Assignment
Copy the result of filtering the entries below for lines that include the string "always".

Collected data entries
━━━━━━━━━━━━━━━━━━━━━━━━━━━━━━

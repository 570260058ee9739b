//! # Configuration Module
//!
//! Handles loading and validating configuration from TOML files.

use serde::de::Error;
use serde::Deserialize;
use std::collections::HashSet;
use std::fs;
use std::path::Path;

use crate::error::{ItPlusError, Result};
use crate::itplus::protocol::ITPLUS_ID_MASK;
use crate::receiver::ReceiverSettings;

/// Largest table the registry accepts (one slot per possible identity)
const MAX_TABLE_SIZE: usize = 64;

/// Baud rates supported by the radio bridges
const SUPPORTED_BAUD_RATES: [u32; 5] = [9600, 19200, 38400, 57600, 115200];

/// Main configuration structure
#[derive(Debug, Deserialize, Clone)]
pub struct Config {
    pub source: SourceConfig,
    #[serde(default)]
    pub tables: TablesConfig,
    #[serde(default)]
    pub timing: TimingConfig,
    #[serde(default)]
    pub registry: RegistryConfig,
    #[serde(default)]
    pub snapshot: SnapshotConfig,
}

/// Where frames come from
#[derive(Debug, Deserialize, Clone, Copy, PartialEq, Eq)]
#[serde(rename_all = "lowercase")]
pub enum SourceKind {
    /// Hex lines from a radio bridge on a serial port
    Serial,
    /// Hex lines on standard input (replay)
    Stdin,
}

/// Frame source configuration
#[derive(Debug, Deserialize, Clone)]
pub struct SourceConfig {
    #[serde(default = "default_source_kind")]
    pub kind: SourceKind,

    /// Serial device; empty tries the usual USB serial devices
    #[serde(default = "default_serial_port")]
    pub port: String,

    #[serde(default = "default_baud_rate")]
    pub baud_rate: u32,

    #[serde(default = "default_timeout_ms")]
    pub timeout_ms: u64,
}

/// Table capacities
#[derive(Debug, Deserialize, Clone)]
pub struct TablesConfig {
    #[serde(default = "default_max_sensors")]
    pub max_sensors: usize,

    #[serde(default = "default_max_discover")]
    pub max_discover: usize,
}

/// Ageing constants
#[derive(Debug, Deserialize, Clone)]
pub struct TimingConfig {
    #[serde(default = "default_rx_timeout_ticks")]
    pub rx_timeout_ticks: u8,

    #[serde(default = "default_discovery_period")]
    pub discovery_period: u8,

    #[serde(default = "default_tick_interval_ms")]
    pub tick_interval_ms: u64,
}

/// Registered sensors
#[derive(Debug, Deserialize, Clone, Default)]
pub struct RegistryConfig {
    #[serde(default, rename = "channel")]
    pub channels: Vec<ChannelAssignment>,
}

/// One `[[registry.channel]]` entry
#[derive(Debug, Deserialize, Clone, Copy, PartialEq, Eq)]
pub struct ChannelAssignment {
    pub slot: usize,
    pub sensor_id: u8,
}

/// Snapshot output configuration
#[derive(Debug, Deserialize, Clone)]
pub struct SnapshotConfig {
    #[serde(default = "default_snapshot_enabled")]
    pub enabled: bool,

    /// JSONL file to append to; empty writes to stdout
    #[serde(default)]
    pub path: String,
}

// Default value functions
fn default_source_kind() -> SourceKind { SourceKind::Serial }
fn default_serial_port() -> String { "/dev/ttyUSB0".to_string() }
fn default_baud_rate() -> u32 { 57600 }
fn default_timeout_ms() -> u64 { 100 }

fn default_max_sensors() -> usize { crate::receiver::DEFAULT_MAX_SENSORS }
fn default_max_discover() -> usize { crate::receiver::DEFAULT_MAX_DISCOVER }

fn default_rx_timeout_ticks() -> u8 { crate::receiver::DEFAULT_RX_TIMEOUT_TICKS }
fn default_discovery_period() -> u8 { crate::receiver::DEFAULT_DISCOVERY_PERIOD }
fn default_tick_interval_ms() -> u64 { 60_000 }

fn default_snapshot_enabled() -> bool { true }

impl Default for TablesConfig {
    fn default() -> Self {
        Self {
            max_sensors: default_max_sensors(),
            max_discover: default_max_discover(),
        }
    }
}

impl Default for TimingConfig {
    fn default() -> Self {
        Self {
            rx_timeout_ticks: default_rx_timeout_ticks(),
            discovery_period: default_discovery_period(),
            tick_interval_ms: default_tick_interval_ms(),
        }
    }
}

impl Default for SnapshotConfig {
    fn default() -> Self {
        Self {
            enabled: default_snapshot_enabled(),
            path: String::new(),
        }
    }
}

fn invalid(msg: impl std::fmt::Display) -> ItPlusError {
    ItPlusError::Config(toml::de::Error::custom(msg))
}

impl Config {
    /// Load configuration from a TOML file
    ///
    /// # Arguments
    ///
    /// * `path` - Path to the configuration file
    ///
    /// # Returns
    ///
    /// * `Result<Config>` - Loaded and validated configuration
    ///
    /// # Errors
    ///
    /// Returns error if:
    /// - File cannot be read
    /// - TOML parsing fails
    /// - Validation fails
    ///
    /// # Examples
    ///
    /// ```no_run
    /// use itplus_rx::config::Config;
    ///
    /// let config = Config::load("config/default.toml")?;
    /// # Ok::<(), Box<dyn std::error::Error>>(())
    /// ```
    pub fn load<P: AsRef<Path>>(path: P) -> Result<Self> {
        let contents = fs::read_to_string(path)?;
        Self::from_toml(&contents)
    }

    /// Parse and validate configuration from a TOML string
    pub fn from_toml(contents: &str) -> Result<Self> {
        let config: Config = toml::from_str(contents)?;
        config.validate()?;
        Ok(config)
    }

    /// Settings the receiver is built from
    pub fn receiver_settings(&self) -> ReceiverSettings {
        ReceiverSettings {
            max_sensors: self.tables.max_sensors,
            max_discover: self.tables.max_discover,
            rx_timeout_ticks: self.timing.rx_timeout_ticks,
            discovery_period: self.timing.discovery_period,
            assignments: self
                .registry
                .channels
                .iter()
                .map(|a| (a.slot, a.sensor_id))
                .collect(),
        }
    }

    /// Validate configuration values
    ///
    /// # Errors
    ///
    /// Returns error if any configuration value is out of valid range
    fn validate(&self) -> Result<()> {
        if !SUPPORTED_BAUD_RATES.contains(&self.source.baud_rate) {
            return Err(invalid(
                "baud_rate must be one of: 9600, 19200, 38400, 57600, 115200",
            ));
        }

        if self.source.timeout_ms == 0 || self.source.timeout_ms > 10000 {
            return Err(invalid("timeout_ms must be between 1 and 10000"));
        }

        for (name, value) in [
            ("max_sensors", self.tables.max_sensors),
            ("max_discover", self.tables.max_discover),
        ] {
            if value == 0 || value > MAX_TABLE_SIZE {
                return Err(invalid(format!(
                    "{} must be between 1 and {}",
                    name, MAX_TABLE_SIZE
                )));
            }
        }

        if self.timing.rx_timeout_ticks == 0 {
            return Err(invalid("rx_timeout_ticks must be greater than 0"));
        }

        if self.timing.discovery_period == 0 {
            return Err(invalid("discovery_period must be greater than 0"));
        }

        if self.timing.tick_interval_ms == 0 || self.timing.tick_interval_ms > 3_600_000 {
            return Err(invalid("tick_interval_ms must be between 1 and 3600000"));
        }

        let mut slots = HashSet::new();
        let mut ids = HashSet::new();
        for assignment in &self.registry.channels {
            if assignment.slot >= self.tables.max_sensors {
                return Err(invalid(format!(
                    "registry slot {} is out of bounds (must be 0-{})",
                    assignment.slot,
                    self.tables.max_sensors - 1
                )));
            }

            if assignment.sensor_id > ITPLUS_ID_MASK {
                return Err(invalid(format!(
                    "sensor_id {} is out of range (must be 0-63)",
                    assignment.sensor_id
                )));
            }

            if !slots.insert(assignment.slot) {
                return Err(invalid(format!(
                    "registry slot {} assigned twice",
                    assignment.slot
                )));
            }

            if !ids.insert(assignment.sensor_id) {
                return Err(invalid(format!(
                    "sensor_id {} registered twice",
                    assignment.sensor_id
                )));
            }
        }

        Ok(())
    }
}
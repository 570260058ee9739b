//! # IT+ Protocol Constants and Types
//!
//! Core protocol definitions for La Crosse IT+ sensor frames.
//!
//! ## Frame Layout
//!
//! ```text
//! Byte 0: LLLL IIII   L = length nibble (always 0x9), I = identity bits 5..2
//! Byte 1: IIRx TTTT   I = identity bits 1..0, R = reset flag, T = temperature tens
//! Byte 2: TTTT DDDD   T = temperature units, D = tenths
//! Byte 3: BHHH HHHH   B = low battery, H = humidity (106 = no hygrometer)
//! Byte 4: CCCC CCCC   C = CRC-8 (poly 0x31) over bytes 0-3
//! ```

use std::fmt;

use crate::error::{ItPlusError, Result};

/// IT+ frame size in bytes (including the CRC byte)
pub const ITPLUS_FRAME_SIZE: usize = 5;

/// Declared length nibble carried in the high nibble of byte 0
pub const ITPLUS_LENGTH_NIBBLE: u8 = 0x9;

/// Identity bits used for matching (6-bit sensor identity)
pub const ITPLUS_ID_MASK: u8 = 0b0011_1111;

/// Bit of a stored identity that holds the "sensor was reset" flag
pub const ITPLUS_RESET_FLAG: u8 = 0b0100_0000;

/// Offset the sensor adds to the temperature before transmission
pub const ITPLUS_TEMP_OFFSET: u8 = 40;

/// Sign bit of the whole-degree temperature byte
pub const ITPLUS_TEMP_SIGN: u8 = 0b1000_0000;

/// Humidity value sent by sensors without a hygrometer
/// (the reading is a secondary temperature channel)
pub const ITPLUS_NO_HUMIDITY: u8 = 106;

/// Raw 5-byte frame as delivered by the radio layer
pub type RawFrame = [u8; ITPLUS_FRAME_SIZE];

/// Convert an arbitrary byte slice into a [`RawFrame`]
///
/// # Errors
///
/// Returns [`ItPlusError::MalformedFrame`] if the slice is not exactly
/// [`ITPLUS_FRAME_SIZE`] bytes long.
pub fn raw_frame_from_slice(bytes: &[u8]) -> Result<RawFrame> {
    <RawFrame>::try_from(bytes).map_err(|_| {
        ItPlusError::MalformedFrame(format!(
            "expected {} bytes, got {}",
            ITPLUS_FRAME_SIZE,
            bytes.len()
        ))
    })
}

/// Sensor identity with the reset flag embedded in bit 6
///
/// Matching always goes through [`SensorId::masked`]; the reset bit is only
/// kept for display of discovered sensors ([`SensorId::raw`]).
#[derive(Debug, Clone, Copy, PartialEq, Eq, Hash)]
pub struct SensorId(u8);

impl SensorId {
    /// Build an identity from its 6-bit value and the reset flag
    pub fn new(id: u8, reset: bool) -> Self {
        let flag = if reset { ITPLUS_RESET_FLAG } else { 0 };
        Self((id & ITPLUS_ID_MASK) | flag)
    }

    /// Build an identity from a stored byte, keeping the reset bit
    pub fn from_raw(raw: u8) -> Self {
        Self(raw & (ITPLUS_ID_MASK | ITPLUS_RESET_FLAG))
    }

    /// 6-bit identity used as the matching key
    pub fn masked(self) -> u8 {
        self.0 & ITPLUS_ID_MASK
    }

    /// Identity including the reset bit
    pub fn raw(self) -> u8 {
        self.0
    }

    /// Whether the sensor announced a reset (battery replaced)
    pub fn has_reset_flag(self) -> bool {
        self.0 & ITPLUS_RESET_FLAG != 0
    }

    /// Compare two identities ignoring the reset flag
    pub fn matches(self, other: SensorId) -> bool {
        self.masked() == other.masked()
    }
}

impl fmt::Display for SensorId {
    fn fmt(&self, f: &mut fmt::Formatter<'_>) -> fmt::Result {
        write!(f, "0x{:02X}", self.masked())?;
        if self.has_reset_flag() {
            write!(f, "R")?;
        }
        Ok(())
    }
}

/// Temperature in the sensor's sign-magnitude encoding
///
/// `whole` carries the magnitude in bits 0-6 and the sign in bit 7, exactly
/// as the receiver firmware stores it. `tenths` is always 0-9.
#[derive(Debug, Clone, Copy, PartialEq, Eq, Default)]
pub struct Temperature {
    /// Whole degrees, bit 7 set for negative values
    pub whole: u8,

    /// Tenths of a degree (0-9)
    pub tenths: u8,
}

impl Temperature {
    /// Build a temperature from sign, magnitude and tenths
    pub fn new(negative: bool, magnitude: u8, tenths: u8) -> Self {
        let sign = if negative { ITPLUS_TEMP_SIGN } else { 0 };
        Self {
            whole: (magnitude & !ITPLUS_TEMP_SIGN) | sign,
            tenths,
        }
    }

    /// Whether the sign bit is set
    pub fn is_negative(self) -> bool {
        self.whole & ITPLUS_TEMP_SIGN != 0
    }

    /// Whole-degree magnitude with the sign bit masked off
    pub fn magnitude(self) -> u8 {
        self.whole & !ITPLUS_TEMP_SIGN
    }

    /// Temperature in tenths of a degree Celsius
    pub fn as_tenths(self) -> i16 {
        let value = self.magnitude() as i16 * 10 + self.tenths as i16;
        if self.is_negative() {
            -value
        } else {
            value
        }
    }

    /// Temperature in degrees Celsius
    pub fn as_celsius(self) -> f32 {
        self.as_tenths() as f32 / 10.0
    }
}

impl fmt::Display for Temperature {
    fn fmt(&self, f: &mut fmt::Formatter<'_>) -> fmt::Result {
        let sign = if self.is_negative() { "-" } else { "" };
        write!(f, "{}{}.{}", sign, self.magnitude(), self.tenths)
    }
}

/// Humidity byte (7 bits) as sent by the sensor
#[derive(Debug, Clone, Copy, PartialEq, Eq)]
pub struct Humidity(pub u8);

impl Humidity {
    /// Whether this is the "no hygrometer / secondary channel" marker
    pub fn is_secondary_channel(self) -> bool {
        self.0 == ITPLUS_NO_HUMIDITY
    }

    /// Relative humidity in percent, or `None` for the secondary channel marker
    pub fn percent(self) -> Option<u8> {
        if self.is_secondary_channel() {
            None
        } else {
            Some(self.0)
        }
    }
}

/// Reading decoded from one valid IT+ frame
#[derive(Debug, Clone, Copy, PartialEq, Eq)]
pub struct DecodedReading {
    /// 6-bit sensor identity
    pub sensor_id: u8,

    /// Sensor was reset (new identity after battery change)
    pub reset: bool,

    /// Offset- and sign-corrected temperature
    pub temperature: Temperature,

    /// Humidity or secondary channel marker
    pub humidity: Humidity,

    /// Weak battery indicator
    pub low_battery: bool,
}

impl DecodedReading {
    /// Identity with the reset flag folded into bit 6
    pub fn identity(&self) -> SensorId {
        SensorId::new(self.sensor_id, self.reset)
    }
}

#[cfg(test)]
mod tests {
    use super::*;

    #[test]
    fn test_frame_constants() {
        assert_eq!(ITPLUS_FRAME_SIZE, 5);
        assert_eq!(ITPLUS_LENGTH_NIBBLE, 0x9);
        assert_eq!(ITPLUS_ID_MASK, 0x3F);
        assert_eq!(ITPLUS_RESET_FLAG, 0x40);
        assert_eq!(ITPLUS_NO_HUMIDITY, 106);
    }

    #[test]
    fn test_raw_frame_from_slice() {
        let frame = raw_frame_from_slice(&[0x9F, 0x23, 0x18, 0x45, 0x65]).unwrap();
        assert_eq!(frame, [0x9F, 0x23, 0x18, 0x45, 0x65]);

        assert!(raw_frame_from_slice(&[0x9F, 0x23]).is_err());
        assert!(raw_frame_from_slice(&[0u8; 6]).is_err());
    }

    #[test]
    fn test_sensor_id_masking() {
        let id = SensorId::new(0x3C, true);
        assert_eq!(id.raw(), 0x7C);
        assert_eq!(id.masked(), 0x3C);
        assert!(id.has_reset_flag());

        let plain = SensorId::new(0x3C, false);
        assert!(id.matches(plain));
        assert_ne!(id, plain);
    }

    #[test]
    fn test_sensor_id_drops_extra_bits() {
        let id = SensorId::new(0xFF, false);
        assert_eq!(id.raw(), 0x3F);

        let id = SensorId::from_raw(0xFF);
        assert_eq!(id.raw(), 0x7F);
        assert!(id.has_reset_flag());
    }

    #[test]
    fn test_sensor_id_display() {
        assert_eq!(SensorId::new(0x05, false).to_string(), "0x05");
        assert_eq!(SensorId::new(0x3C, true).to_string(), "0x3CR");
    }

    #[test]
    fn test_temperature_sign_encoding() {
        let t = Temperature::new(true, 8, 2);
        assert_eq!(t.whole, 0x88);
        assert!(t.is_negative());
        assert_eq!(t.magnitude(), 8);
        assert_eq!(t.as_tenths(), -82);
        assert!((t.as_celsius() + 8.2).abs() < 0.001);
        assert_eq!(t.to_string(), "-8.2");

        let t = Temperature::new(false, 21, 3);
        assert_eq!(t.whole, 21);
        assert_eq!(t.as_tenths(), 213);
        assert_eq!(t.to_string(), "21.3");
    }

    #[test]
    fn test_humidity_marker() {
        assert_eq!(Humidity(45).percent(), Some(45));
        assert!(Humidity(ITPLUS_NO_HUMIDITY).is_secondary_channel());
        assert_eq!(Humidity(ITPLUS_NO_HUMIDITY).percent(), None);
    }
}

━━━━━━━━━━━━━━━━━━━━━━━━━━━━━━

Answer section
//! Byte 0: LLLL IIII   L = length nibble (always 0x9), I = identity bits 5..2
/// Matching always goes through [`SensorId::masked`]; the reset bit is only
/// as the receiver firmware stores it. `tenths` is always 0-9.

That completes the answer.